Vadodara: In a month’s time, Vadodara has emerged as Gujarat’s second city after Ahmedabad to cross the three-figure mark with COVID-19 cases spiralling at an alarming rate. The authorities are now keeping their fingers crossed hoping that the virus does not geographically spread to other localities of the city.
After initial detection of sporadic positive cases from Makarpura, Nizampura and Tandalja Road, the city witnessed a spurt of cases from Nagarwada-Saiyedpura area, which was declared red zone on April 5.
In fact, of the 108 positive cases that the city had recorded by Monday evening, 93 are from this densely populated stretch.
But since last couple of days, cases are also surfacing from localities beyond the two areas – Nagarwada-Saiyedpura and Tandalja – which the officials have declared as cluster quarantine zones or red zones of the city.
Three cases have already emerged from Bahar Colony on Ajwa Road. On Sunday night, a 40-year-old woman of Karelibaug tested positive while a 56-year-old man from Kothi Pol near Raopura Tower tested positive on Monday morning.
Even as movement of Karelibaug resident is being traced, sources said the female had visited a private hospital in the area where Bhargav Patni, the 27-year-old patient, who passed away on Sunday, was hospitalized for another medical condition before he tested positive of COVID-19.
Patni, a resident of Navrang Road in Nagarwada area, was hospitalized in connection to dengue at the private hospital which was visited by Karelibaug resident.
The movement of Raopura resident is still a mystery.
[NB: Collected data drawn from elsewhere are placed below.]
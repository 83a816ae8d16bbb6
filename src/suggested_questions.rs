use crate::app::App;
use crate::constants::SUGGESTIONS_HEADING;
use ratatui::{
    layout::Rect,
    style::{Color, Modifier, Style},
    text::{Line, Span},
    widgets::Paragraph,
    Frame,
};

/// The canned prompt palette. The list is fixed; the host owns the highlight
/// cursor and the submit path, this module only renders and hit-tests.
pub const SUGGESTED_QUESTIONS: [&str; 6] = [
    "¿Qué es Wompi?",
    "¿Cómo funciona Wompi?",
    "¿Qué métodos de pago acepta?",
    "¿Cómo integrar Wompi en mi sitio web?",
    "¿Cuáles son las tarifas de Wompi?",
    "¿Qué medidas de seguridad tiene Wompi?",
];

/// Heading row plus one row per question.
pub const PANEL_HEIGHT: u16 = SUGGESTED_QUESTIONS.len() as u16 + 1;

/// Draws the palette and records the screen row of every question so mouse
/// clicks can be resolved back to an index.
pub fn render(frame: &mut Frame, app: &mut App, area: Rect) {
    app.suggestion_rows.clear();

    frame.render_widget(
        Paragraph::new(Line::from(Span::styled(
            SUGGESTIONS_HEADING,
            Style::default().fg(Color::DarkGray),
        ))),
        Rect {
            height: 1,
            ..area
        },
    );

    for (idx, question) in SUGGESTED_QUESTIONS.iter().enumerate() {
        let y = area.y + 1 + idx as u16;
        if y >= area.y + area.height {
            break;
        }
        let row = Rect {
            x: area.x,
            y,
            width: area.width,
            height: 1,
        };

        let selected = app.suggestion_cursor == Some(idx);
        let style = if selected {
            Style::default()
                .fg(Color::Black)
                .bg(Color::Rgb(144, 238, 144))
        } else {
            Style::default().fg(Color::Gray)
        };
        let marker = if selected { "▸ " } else { "  " };

        frame.render_widget(
            Paragraph::new(Line::from(vec![
                Span::styled(marker, style),
                Span::styled((*question).to_string(), style.add_modifier(Modifier::BOLD)),
            ])),
            row,
        );
        app.suggestion_rows.push((row, idx));
    }
}

/// Maps a click position to the question under it, if any.
pub fn hit_test(rows: &[(Rect, usize)], column: u16, row: u16) -> Option<usize> {
    rows.iter()
        .find(|(rect, _)| {
            column >= rect.x
                && column < rect.x + rect.width
                && row >= rect.y
                && row < rect.y + rect.height
        })
        .map(|(_, idx)| *idx)
}

/// Advances the highlight cursor, wrapping past the end back to none.
pub fn cycle(cursor: Option<usize>, backwards: bool) -> Option<usize> {
    let len = SUGGESTED_QUESTIONS.len();
    match cursor {
        None if backwards => Some(len - 1),
        None => Some(0),
        Some(0) if backwards => None,
        Some(i) if backwards => Some(i - 1),
        Some(i) if i + 1 >= len => None,
        Some(i) => Some(i + 1),
    }
}

#[cfg(test)]
mod tests {
    use super::*;

    #[test]
    fn the_palette_has_six_questions() {
        assert_eq!(SUGGESTED_QUESTIONS.len(), 6);
    }

    #[test]
    fn hit_test_resolves_the_row_under_the_click() {
        let rows = vec![
            (Rect::new(2, 10, 40, 1), 0),
            (Rect::new(2, 11, 40, 1), 1),
        ];
        assert_eq!(hit_test(&rows, 5, 10), Some(0));
        assert_eq!(hit_test(&rows, 41, 11), Some(1));
        assert_eq!(hit_test(&rows, 5, 12), None);
        assert_eq!(hit_test(&rows, 1, 10), None);
        assert_eq!(hit_test(&rows, 42, 10), None);
    }

    #[test]
    fn cycling_walks_every_question_then_clears() {
        let mut cursor = None;
        for expected in 0..SUGGESTED_QUESTIONS.len() {
            cursor = cycle(cursor, false);
            assert_eq!(cursor, Some(expected));
        }
        assert_eq!(cycle(cursor, false), None);
        assert_eq!(cycle(None, true), Some(SUGGESTED_QUESTIONS.len() - 1));
        assert_eq!(cycle(Some(0), true), None);
    }
}
use crate::{
    config::get_config,
    constants::CHAT_CATEGORY,
    errors::{CharlaError, CharlaResult},
    models::{ChatRequest, ChatResponse},
};
use reqwest::Client;

/// HTTP gateway to the assistant backend. Two endpoints, no retry, no
/// client-side timeout; a hung request is resolved by the transport alone.
#[derive(Debug, Clone)]
pub struct ApiClient {
    http: Client,
    base_url: String,
}

impl ApiClient {
    pub fn new(base_url: impl Into<String>) -> Self {
        ApiClient {
            http: Client::new(),
            base_url: base_url.into(),
        }
    }

    pub fn from_config() -> Self {
        Self::new(get_config().api_base_url)
    }

    pub fn base_url(&self) -> &str {
        &self.base_url
    }

    /// Probes `GET /health`. Any 2xx counts as reachable; a non-2xx status
    /// or a transport failure both mean the backend is down.
    pub async fn health(&self) -> bool {
        let url = format!("{}/health", self.base_url);
        match self.http.get(&url).send().await {
            Ok(response) => response.status().is_success(),
            Err(_) => false,
        }
    }

    /// Posts one query to `POST /chat` and parses the answer body.
    pub async fn chat(&self, query: &str) -> CharlaResult<ChatResponse> {
        let url = format!("{}/chat", self.base_url);
        let payload = ChatRequest {
            query,
            category: CHAT_CATEGORY,
        };

        let response = self
            .http
            .post(&url)
            .json(&payload)
            .send()
            .await
            .map_err(|e| CharlaError::api_error(format!("request failed: {}", e)))?;

        let status = response.status();
        if !status.is_success() {
            return Err(CharlaError::api_error(format!(
                "backend returned {}",
                status
            )));
        }

        response
            .json::<ChatResponse>()
            .await
            .map_err(|e| CharlaError::api_error(format!("failed to parse response: {}", e)))
    }
}

#[cfg(test)]
mod tests {
    use super::*;
    use serde_json::json;
    use wiremock::matchers::{body_json, header, method, path};
    use wiremock::{Mock, MockServer, ResponseTemplate};

    #[tokio::test]
    async fn health_ok_means_reachable() {
        let server = MockServer::start().await;
        Mock::given(method("GET"))
            .and(path("/health"))
            .respond_with(ResponseTemplate::new(200))
            .mount(&server)
            .await;

        let client = ApiClient::new(server.uri());
        assert!(client.health().await);
    }

    #[tokio::test]
    async fn health_server_error_means_unreachable() {
        let server = MockServer::start().await;
        Mock::given(method("GET"))
            .and(path("/health"))
            .respond_with(ResponseTemplate::new(503))
            .mount(&server)
            .await;

        let client = ApiClient::new(server.uri());
        assert!(!client.health().await);
    }

    #[tokio::test]
    async fn health_transport_error_means_unreachable() {
        // Port 1 is never bound by a backend.
        let client = ApiClient::new("http://127.0.0.1:1");
        assert!(!client.health().await);
    }

    #[tokio::test]
    async fn chat_posts_query_and_parses_answer() {
        let server = MockServer::start().await;
        Mock::given(method("POST"))
            .and(path("/chat"))
            .and(header("content-type", "application/json"))
            .and(body_json(json!({
                "query": "¿Qué es Wompi?",
                "category": "knowledge_base"
            })))
            .respond_with(ResponseTemplate::new(200).set_body_json(json!({
                "response": "Wompi es una pasarela de pagos.",
                "sources": [
                    {"title": "intro.md", "source": "docs/intro.md", "score": 0.3}
                ],
                "totalSources": 1
            })))
            .mount(&server)
            .await;

        let client = ApiClient::new(server.uri());
        let answer = client.chat("¿Qué es Wompi?").await.unwrap();
        assert_eq!(answer.response, "Wompi es una pasarela de pagos.");
        assert_eq!(answer.sources.len(), 1);
        assert_eq!(answer.sources[0].title, "intro.md");
        assert_eq!(answer.total_sources, 1);
    }

    #[tokio::test]
    async fn chat_server_error_is_an_api_error() {
        let server = MockServer::start().await;
        Mock::given(method("POST"))
            .and(path("/chat"))
            .respond_with(ResponseTemplate::new(500))
            .mount(&server)
            .await;

        let client = ApiClient::new(server.uri());
        let err = client.chat("hola").await.unwrap_err();
        assert!(matches!(err, CharlaError::Api(_)));
    }

    #[tokio::test]
    async fn chat_malformed_body_is_an_api_error() {
        let server = MockServer::start().await;
        Mock::given(method("POST"))
            .and(path("/chat"))
            .respond_with(ResponseTemplate::new(200).set_body_string("not json"))
            .mount(&server)
            .await;

        let client = ApiClient::new(server.uri());
        assert!(client.chat("hola").await.is_err());
    }

    #[tokio::test]
    async fn chat_without_sources_defaults_to_empty() {
        let server = MockServer::start().await;
        Mock::given(method("POST"))
            .and(path("/chat"))
            .respond_with(
                ResponseTemplate::new(200).set_body_json(json!({ "response": "ok" })),
            )
            .mount(&server)
            .await;

        let client = ApiClient::new(server.uri());
        let answer = client.chat("hola").await.unwrap();
        assert!(answer.sources.is_empty());
    }
}
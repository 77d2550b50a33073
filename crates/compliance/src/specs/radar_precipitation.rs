//! `source_data/radar_precipitation`: 2-D radar precipitation and
//! reflectivity composites.

use crate::checks::{
    CartopyCheck, ChunkingCheck, CompressionCheck, ConditionalAttributesCheck, CoordinateRequirements,
    CoordinatesCheck, DataStructureCheck, FutureTimestepCheck, GdalCheck, GeoreferencingCheck, LicensingCheck,
    MlcastMetadataCheck, NamingCheck, RasterRoundTripCheck, SpatialCheck, TemporalCheck, TriggerRegistry,
    VariableTimestepCheck, ZarrFormatCheck,
};
use crate::error::Result;
use crate::pipeline::Pipeline;

use super::ProductSpec;

pub const STAGE: &str = "source_data";
pub const PRODUCT: &str = "radar_precipitation";

pub const SPEC: ProductSpec = ProductSpec {
    stage: STAGE,
    product: PRODUCT,
    default_version: "0.2.0",
    versions: &[("0.1.0", v0_1_0), ("0.2.0", v0_2_0)],
};

// 3. Coordinates
pub const MAX_FUTURE_YEAR: i32 = 2050;
pub const MAX_RESOLUTION_KM: f64 = 1.0;
pub const MIN_CROP_SIZE: (u64, u64) = (256, 256);
pub const MIN_YEARS: u32 = 3;
pub const ALLOW_VARIABLE_TIMESTEP: bool = true;

// 4. Data variables
pub const TIME_CHUNKSIZE: u64 = 1;
pub const RECOMMENDED_COMPRESSION: &str = "zstd";
pub const COORDINATE_COMPRESSION: &[&str] = &["lz4"];
pub const DIM_ORDER: &[&str] = &["time", "y", "x"];
pub const ALLOWED_DTYPES: &[&str] = &["float16", "float32", "float64"];
pub const ALLOWED_STANDARD_NAMES: &[&str] = &[
    "rainfall_flux",
    "precipitation_flux",
    "equivalent_reflectivity_factor",
    "precipitation_amount",
    "rainfall_amount",
];
pub const CRS_ATTRS: &[&str] = &["spatial_ref", "crs_wkt"];

// 5. Global attributes
pub const CONDITIONAL_ATTRS: &[&str] = &["consistent_timestep_start", "last_valid_timestep"];
pub const RECOMMENDED_LICENSES: &[&str] = &["CC-BY-4.0", "CC-BY-SA-4.0", "OGL-UK-3.0", "OGL-Canada-2.0"];
pub const RESTRICTED_LICENSE_TOKENS: &[&str] = &["NC", "ND"];
pub const ZARR_VERSIONS: &[u8] = &[2, 3];

/// Sections 3 to 5, shared by every version.
fn core(version: &str, coordinates: CoordinateRequirements) -> Result<Pipeline> {
    Ok(Pipeline::new(STAGE, PRODUCT, version)
        .with_check(CoordinatesCheck::new(coordinates)?)
        .with_check(FutureTimestepCheck::new(MAX_FUTURE_YEAR))
        .with_check(SpatialCheck::new(MAX_RESOLUTION_KM, MIN_CROP_SIZE)?)
        .with_check(TemporalCheck::new(MIN_YEARS))
        .with_check(VariableTimestepCheck::new(ALLOW_VARIABLE_TIMESTEP))
        .with_check(ChunkingCheck::new(TIME_CHUNKSIZE))
        .with_check(CompressionCheck::new(true, RECOMMENDED_COMPRESSION, COORDINATE_COMPRESSION))
        .with_check(DataStructureCheck::new(DIM_ORDER, ALLOWED_DTYPES))
        .with_check(NamingCheck::new(ALLOWED_STANDARD_NAMES)?)
        .with_check(GeoreferencingCheck::new(true, CRS_ATTRS))
        .with_check(ConditionalAttributesCheck::new(
            CONDITIONAL_ATTRS,
            &TriggerRegistry::standard(),
        )?)
        .with_check(LicensingCheck::new(true, RECOMMENDED_LICENSES, RESTRICTED_LICENSE_TOKENS))
        .with_check(ZarrFormatCheck::new(ZARR_VERSIONS, true)))
}

/// Time and projected coordinates.
pub fn v0_1_0() -> Result<Pipeline> {
    core(
        "0.1.0",
        CoordinateRequirements {
            time: true,
            projected: true,
            latlon: false,
        },
    )
}

/// Adds lat/lon coordinates, tool compatibility (section 6) and MLCast
/// provenance attributes.
pub fn v0_2_0() -> Result<Pipeline> {
    let coordinates = CoordinateRequirements {
        time: true,
        projected: true,
        latlon: true,
    };
    Ok(core("0.2.0", coordinates)?
        .with_check(MlcastMetadataCheck::new()?)
        .with_check(GdalCheck::new())
        .with_check(RasterRoundTripCheck::new())
        .with_check(CartopyCheck::new()))
}

#[cfg(test)]
mod tests {
    use super::*;

    #[test]
    fn test_versions_build() {
        let old = v0_1_0().unwrap();
        let new = v0_2_0().unwrap();
        assert_eq!(old.len(), 13);
        assert_eq!(new.len(), 17);
        assert_eq!(new.identity(), "source_data/radar_precipitation@0.2.0");
    }

    #[test]
    fn test_newer_version_only_appends() {
        let old = v0_1_0().unwrap();
        let new = v0_2_0().unwrap();
        assert_eq!(&new.check_ids()[..old.len()], old.check_ids().as_slice());
        assert_eq!(
            &new.check_ids()[old.len()..],
            ["mlcast_metadata", "gdal", "raster_roundtrip", "cartopy"]
        );
    }

    #[test]
    fn test_default_version_is_published() {
        assert!(SPEC.builder(SPEC.default_version).is_some());
        assert_eq!(SPEC.version_ids(), vec!["0.1.0", "0.2.0"]);
    }
}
But considering that the narrow lanes of the old city are closely connected to each other, officials are not ruling out the possibility of the elderly man getting infected due to local transmission.
Meanwhile, Patni’s 47-year-old mother became the fourth member of Nagarwada family to test positive. The victim’s father and uncle are already under treatment. Vadodara district collector Shalini Agrawal said apart from Nagarwada, sampling is also being carried out in areas surrounding Jubileebaug and Raopura. Results of samples collected from Tandalja and Mogalwada so far have tested negative.